(Data excerpts)
-- Opening Marker --
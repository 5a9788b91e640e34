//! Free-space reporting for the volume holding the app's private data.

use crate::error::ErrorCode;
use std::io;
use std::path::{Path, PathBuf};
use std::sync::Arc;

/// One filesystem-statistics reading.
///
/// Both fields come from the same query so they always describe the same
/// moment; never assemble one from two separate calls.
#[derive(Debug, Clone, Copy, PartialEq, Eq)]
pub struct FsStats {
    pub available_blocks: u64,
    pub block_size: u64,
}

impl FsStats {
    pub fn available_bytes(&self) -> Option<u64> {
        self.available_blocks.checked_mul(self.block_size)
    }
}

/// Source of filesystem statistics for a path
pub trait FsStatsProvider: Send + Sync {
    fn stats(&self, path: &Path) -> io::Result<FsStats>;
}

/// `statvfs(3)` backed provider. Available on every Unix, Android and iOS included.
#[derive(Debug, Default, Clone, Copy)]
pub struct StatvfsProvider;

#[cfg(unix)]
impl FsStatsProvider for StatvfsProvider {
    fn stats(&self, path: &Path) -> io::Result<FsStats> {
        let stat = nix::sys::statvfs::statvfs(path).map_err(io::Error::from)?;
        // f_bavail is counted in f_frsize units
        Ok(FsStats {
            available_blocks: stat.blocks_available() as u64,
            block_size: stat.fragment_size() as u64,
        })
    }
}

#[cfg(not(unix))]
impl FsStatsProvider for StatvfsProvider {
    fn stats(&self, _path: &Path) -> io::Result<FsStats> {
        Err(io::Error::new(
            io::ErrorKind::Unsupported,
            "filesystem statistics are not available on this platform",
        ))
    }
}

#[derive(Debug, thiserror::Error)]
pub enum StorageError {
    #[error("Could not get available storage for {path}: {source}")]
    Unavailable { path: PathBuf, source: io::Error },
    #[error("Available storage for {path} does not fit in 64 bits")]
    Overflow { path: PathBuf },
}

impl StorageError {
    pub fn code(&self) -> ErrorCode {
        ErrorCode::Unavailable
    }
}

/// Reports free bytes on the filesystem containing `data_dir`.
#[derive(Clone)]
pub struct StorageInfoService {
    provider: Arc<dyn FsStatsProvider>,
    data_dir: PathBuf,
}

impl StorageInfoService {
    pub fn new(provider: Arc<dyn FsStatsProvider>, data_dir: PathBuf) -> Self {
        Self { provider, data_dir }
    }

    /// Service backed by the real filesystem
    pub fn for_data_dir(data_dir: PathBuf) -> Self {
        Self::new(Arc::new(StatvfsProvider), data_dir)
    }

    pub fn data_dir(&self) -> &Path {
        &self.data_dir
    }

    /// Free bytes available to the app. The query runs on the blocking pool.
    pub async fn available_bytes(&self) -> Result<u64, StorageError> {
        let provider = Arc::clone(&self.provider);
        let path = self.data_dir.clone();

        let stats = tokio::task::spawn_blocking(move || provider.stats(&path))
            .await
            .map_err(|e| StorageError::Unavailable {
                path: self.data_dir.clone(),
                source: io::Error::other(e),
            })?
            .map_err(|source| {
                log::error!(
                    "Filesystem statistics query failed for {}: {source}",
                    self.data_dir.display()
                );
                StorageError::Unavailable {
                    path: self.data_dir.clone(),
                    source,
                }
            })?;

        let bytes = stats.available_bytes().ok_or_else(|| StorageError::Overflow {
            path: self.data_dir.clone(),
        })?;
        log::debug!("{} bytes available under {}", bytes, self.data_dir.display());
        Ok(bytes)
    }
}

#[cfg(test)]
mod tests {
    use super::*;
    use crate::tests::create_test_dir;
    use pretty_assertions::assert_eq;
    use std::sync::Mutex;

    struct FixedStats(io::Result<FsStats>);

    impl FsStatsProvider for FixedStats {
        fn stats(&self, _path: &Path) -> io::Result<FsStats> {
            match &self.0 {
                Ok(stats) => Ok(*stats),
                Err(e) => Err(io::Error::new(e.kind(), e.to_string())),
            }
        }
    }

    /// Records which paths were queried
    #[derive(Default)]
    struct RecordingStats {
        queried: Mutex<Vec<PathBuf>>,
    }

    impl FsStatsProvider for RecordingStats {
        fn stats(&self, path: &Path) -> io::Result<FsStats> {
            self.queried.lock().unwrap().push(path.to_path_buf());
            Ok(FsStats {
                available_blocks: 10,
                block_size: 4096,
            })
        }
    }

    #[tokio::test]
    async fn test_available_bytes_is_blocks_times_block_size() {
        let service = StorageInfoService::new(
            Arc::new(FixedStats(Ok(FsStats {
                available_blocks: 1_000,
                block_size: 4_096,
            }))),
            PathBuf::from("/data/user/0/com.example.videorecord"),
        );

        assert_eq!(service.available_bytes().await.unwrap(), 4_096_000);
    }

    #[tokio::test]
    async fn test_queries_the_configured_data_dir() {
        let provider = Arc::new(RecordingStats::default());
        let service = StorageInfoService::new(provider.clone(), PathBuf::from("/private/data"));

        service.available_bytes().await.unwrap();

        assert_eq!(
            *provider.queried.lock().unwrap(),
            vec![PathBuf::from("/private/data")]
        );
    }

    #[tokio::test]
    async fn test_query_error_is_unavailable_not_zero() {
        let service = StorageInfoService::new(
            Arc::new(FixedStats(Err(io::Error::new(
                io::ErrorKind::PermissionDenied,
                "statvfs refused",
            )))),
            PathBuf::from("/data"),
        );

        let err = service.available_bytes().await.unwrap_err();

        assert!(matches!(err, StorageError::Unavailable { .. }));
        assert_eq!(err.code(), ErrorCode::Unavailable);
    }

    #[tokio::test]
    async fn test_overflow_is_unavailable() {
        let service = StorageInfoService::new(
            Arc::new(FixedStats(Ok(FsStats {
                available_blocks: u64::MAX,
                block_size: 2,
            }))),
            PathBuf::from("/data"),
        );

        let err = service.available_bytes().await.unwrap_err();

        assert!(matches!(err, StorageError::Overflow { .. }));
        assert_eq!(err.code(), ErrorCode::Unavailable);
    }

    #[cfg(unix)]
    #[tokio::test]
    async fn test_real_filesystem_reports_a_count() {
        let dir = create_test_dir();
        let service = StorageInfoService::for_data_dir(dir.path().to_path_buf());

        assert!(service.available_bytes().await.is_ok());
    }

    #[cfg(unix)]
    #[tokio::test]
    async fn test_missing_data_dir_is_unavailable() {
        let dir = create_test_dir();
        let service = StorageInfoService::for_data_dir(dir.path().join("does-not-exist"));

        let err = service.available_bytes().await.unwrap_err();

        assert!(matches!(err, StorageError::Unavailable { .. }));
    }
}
-- Closing Marker --
_Work to complete_
Every record above is to be copied exactly.

_The answer_
repository 5a9788b91e640e34
//! Free-space reporting for the volume holding the app's private data.

use crate::error::ErrorCode;
use std::io;
use std::path::{Path, PathBuf};
use std::sync::Arc;

/// One filesystem-statistics reading.
///
/// Both fields come from the same query so they always describe the same
/// moment; never assemble one from two separate calls.
#[derive(Debug, Clone, Copy, PartialEq, Eq)]
pub struct FsStats {
    pub available_blocks: u64,
    pub block_size: u64,
}

impl FsStats {
    pub fn available_bytes(&self) -> Option<u64> {
        self.available_blocks.checked_mul(self.block_size)
    }
}

/// Source of filesystem statistics for a path
pub trait FsStatsProvider: Send + Sync {
    fn stats(&self, path: &Path) -> io::Result<FsStats>;
}

/// `statvfs(3)` backed provider. Available on every Unix, Android and iOS included.
#[derive(Debug, Default, Clone, Copy)]
pub struct StatvfsProvider;

#[cfg(unix)]
impl FsStatsProvider for StatvfsProvider {
    fn stats(&self, path: &Path) -> io::Result<FsStats> {
        let stat = nix::sys::statvfs::statvfs(path).map_err(io::Error::from)?;
        // f_bavail is counted in f_frsize units
        Ok(FsStats {
            available_blocks: stat.blocks_available() as u64,
            block_size: stat.fragment_size() as u64,
        })
    }
}

#[cfg(not(unix))]
impl FsStatsProvider for StatvfsProvider {
    fn stats(&self, _path: &Path) -> io::Result<FsStats> {
        Err(io::Error::new(
            io::ErrorKind::Unsupported,
            "filesystem statistics are not available on this platform",
        ))
    }
}

#[derive(Debug, thiserror::Error)]
pub enum StorageError {
    #[error("Could not get available storage for {path}: {source}")]
    Unavailable { path: PathBuf, source: io::Error },
    #[error("Available storage for {path} does not fit in 64 bits")]
    Overflow { path: PathBuf },
}

impl StorageError {
    pub fn code(&self) -> ErrorCode {
        ErrorCode::Unavailable
    }
}

/// Reports free bytes on the filesystem containing `data_dir`.
#[derive(Clone)]
pub struct StorageInfoService {
    provider: Arc<dyn FsStatsProvider>,
    data_dir: PathBuf,
}

impl StorageInfoService {
    pub fn new(provider: Arc<dyn FsStatsProvider>, data_dir: PathBuf) -> Self {
        Self { provider, data_dir }
    }

    /// Service backed by the real filesystem
    pub fn for_data_dir(data_dir: PathBuf) -> Self {
        Self::new(Arc::new(StatvfsProvider), data_dir)
    }

    pub fn data_dir(&self) -> &Path {
        &self.data_dir
    }

    /// Free bytes available to the app. The query runs on the blocking pool.
    pub async fn available_bytes(&self) -> Result<u64, StorageError> {
        let provider = Arc::clone(&self.provider);
        let path = self.data_dir.clone();

        let stats = tokio::task::spawn_blocking(move || provider.stats(&path))
            .await
            .map_err(|e| StorageError::Unavailable {
                path: self.data_dir.clone(),
                source: io::Error::other(e),
            })?
            .map_err(|source| {
                log::error!(
                    "Filesystem statistics query failed for {}: {source}",
                    self.data_dir.display()
                );
                StorageError::Unavailable {
                    path: self.data_dir.clone(),
                    source,
                }
            })?;

        let bytes = stats.available_bytes().ok_or_else(|| StorageError::Overflow {
            path: self.data_dir.clone(),
        })?;
        log::debug!("{} bytes available under {}", bytes, self.data_dir.display());
        Ok(bytes)
    }
}

#[cfg(test)]
mod tests {
    use super::*;
    use crate::tests::create_test_dir;
    use pretty_assertions::assert_eq;
    use std::sync::Mutex;

    struct FixedStats(io::Result<FsStats>);

    impl FsStatsProvider for FixedStats {
        fn stats(&self, _path: &Path) -> io::Result<FsStats> {
            match &self.0 {
                Ok(stats) => Ok(*stats),
                Err(e) => Err(io::Error::new(e.kind(), e.to_string())),
            }
        }
    }

    /// Records which paths were queried
    #[derive(Default)]
    struct RecordingStats {
        queried: Mutex<Vec<PathBuf>>,
    }

    impl FsStatsProvider for RecordingStats {
        fn stats(&self, path: &Path) -> io::Result<FsStats> {
            self.queried.lock().unwrap().push(path.to_path_buf());
            Ok(FsStats {
                available_blocks: 10,
                block_size: 4096,
            })
        }
    }

    #[tokio::test]
    async fn test_available_bytes_is_blocks_times_block_size() {
        let service = StorageInfoService::new(
            Arc::new(FixedStats(Ok(FsStats {
                available_blocks: 1_000,
                block_size: 4_096,
            }))),
            PathBuf::from("/data/user/0/com.example.videorecord"),
        );

        assert_eq!(service.available_bytes().await.unwrap(), 4_096_000);
    }

    #[tokio::test]
    async fn test_queries_the_configured_data_dir() {
        let provider = Arc::new(RecordingStats::default());
        let service = StorageInfoService::new(provider.clone(), PathBuf::from("/private/data"));

        service.available_bytes().await.unwrap();

        assert_eq!(
            *provider.queried.lock().unwrap(),
            vec![PathBuf::from("/private/data")]
        );
    }

    #[tokio::test]
    async fn test_query_error_is_unavailable_not_zero() {
        let service = StorageInfoService::new(
            Arc::new(FixedStats(Err(io::Error::new(
                io::ErrorKind::PermissionDenied,
                "statvfs refused",
            )))),
            PathBuf::from("/data"),
        );

        let err = service.available_bytes().await.unwrap_err();

        assert!(matches!(err, StorageError::Unavailable { .. }));
        assert_eq!(err.code(), ErrorCode::Unavailable);
    }

    #[tokio::test]
    async fn test_overflow_is_unavailable() {
        let service = StorageInfoService::new(
            Arc::new(FixedStats(Ok(FsStats {
                available_blocks: u64::MAX,
                block_size: 2,
            }))),
            PathBuf::from("/data"),
        );

        let err = service.available_bytes().await.unwrap_err();

        assert!(matches!(err, StorageError::Overflow { .. }));
        assert_eq!(err.code(), ErrorCode::Unavailable);
    }

    #[cfg(unix)]
    #[tokio::test]
    async fn test_real_filesystem_reports_a_count() {
        let dir = create_test_dir();
        let service = StorageInfoService::for_data_dir(dir.path().to_path_buf());

        assert!(service.available_bytes().await.is_ok());
    }

    #[cfg(unix)]
    #[tokio::test]
    async fn test_missing_data_dir_is_unavailable() {
        let dir = create_test_dir();
        let service = StorageInfoService::for_data_dir(dir.path().join("does-not-exist"));

        let err = service.available_bytes().await.unwrap_err();

        assert!(matches!(err, StorageError::Unavailable { .. }));
    }
}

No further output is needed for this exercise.